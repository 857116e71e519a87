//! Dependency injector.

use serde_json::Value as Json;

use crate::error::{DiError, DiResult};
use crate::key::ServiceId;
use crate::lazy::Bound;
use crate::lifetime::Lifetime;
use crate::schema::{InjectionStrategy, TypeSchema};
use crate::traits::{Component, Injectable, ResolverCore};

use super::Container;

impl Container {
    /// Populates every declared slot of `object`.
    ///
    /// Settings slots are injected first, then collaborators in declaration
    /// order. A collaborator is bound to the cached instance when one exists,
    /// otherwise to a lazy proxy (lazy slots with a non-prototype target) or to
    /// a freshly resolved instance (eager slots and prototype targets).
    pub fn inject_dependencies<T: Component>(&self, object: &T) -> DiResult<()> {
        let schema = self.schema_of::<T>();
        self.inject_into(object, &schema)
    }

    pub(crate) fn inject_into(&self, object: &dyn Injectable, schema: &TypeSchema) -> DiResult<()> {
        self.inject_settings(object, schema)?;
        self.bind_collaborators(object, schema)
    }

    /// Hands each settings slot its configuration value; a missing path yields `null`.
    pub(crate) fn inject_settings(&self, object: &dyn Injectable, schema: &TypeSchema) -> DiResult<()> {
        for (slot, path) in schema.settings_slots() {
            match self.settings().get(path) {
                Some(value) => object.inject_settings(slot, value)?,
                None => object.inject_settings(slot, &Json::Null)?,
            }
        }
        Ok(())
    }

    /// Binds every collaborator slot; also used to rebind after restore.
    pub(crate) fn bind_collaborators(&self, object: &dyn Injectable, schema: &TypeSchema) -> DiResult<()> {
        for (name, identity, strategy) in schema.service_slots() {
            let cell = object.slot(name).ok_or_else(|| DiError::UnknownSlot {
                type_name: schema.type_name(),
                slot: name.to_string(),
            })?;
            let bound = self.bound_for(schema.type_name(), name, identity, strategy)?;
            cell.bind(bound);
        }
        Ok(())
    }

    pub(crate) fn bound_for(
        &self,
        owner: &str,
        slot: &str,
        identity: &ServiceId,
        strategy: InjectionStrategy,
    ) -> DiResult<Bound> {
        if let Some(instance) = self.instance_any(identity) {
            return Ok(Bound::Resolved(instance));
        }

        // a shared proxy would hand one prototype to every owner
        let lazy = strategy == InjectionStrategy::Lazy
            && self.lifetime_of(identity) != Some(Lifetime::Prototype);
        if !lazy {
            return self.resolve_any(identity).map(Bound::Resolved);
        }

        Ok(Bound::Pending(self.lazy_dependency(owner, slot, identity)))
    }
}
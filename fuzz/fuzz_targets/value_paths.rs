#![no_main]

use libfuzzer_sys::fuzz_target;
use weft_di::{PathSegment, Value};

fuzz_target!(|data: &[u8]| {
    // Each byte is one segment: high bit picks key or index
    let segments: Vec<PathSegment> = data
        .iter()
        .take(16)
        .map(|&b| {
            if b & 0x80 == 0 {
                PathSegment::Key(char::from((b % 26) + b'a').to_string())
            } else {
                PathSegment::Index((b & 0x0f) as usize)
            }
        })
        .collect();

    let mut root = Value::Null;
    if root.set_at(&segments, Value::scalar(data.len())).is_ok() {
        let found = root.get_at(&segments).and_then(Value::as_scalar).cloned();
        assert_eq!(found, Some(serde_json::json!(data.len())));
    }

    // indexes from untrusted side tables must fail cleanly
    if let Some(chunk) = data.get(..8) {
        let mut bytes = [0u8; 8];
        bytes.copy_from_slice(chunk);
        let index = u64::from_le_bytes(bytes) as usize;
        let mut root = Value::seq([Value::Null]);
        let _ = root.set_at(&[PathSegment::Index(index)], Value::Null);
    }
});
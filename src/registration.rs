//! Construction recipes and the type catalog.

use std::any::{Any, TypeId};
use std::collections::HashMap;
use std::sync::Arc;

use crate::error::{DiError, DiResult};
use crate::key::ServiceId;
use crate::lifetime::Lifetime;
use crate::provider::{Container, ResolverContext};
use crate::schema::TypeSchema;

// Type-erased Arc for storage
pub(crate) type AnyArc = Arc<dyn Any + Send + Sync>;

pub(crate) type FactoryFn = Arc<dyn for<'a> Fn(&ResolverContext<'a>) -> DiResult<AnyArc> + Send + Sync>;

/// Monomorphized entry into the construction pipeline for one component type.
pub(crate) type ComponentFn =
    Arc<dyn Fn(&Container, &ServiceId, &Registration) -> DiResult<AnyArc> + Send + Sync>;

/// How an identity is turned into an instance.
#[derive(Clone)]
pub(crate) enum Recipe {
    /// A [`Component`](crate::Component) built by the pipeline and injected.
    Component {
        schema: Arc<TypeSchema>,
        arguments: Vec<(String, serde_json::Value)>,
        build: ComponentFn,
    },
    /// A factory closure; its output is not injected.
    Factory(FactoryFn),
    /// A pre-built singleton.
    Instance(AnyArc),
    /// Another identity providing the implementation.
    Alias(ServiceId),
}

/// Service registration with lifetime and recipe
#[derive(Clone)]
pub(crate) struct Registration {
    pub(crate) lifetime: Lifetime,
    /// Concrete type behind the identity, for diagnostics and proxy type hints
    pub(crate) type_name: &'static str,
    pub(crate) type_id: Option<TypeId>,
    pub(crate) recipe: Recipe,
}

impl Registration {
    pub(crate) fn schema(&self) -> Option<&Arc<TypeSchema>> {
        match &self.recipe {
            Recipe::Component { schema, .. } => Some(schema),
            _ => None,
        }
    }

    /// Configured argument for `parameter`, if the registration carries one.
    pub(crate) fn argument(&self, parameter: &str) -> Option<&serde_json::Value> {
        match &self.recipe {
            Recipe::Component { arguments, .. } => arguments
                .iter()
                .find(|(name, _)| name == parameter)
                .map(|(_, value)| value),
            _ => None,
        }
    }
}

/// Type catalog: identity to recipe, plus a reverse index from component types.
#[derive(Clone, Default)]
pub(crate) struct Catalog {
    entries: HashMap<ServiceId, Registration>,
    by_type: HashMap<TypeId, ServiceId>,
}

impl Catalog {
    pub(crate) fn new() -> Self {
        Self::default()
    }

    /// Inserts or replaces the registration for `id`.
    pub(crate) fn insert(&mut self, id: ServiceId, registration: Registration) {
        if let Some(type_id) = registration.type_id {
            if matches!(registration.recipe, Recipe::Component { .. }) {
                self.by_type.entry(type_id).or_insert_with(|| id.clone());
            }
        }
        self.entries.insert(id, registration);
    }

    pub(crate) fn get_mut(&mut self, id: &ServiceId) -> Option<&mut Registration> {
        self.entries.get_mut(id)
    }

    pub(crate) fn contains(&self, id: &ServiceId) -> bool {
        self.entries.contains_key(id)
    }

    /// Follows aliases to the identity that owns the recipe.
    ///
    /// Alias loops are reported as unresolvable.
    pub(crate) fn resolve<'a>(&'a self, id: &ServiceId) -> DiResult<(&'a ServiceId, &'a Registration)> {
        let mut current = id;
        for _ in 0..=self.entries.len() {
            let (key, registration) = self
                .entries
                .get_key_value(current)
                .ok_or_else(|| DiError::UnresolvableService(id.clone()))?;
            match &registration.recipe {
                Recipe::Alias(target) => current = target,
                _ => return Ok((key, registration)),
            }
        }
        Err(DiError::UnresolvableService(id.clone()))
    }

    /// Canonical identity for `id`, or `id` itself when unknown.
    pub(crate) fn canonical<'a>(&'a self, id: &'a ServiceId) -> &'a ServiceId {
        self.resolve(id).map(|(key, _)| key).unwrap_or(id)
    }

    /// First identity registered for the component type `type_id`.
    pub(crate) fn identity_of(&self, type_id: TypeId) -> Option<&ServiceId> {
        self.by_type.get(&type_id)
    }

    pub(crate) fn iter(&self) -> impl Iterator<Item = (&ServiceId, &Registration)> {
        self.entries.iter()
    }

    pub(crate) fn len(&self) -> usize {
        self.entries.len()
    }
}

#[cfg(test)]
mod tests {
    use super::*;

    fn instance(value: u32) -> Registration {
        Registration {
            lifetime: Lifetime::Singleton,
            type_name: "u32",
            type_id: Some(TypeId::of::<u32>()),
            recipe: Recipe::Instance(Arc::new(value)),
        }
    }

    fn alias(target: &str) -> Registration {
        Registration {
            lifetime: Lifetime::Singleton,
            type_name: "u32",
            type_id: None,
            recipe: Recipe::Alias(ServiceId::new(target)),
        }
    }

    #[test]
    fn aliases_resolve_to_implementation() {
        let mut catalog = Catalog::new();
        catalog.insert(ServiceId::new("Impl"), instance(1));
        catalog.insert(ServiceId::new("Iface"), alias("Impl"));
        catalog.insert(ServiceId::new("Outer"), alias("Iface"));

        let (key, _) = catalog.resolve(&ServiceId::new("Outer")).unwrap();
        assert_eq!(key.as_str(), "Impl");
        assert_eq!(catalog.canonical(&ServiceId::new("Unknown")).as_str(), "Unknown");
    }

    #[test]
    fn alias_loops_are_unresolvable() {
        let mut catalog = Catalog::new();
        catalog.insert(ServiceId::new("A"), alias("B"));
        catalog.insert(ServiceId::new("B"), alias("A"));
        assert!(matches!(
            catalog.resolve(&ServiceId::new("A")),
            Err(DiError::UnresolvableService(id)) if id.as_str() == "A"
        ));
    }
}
══════
#### Assignment:
Go through the records from the first line and copy each one exactly, ending after the line that contains "self.inject_settings(object, schema)?;". Give nothing else.

#### Answer space:
repository 857116e71e519a87
//! Dependency injector.

use serde_json::Value as Json;

use crate::error::{DiError, DiResult};
use crate::key::ServiceId;
use crate::lazy::Bound;
use crate::lifetime::Lifetime;
use crate::schema::{InjectionStrategy, TypeSchema};
use crate::traits::{Component, Injectable, ResolverCore};

use super::Container;

impl Container {
    /// Populates every declared slot of `object`.
    ///
    /// Settings slots are injected first, then collaborators in declaration
    /// order. A collaborator is bound to the cached instance when one exists,
    /// otherwise to a lazy proxy (lazy slots with a non-prototype target) or to
    /// a freshly resolved instance (eager slots and prototype targets).
    pub fn inject_dependencies<T: Component>(&self, object: &T) -> DiResult<()> {
        let schema = self.schema_of::<T>();
        self.inject_into(object, &schema)
    }

    pub(crate) fn inject_into(&self, object: &dyn Injectable, schema: &TypeSchema) -> DiResult<()> {
        self.inject_settings(object, schema)?;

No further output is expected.